Working data ->
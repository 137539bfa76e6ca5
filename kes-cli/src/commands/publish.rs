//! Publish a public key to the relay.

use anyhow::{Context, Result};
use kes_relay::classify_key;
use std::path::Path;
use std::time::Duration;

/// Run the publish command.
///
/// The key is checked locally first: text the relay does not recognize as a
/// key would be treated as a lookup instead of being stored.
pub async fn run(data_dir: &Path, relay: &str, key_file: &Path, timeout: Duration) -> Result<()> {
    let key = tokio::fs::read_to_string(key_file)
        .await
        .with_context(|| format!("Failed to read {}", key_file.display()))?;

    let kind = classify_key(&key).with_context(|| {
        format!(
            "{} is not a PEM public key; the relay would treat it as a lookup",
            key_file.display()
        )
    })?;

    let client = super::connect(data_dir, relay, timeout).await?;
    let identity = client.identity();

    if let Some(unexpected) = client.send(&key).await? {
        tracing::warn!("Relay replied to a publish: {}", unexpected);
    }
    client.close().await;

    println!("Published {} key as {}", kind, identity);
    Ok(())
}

About this exercise -> For each line above that contains the word "timeout", give the line as it is written.

Solution for this exercise ->
pub async fn run(data_dir: &Path, relay: &str, key_file: &Path, timeout: Duration) -> Result<()> {
    let client = super::connect(data_dir, relay, timeout).await?;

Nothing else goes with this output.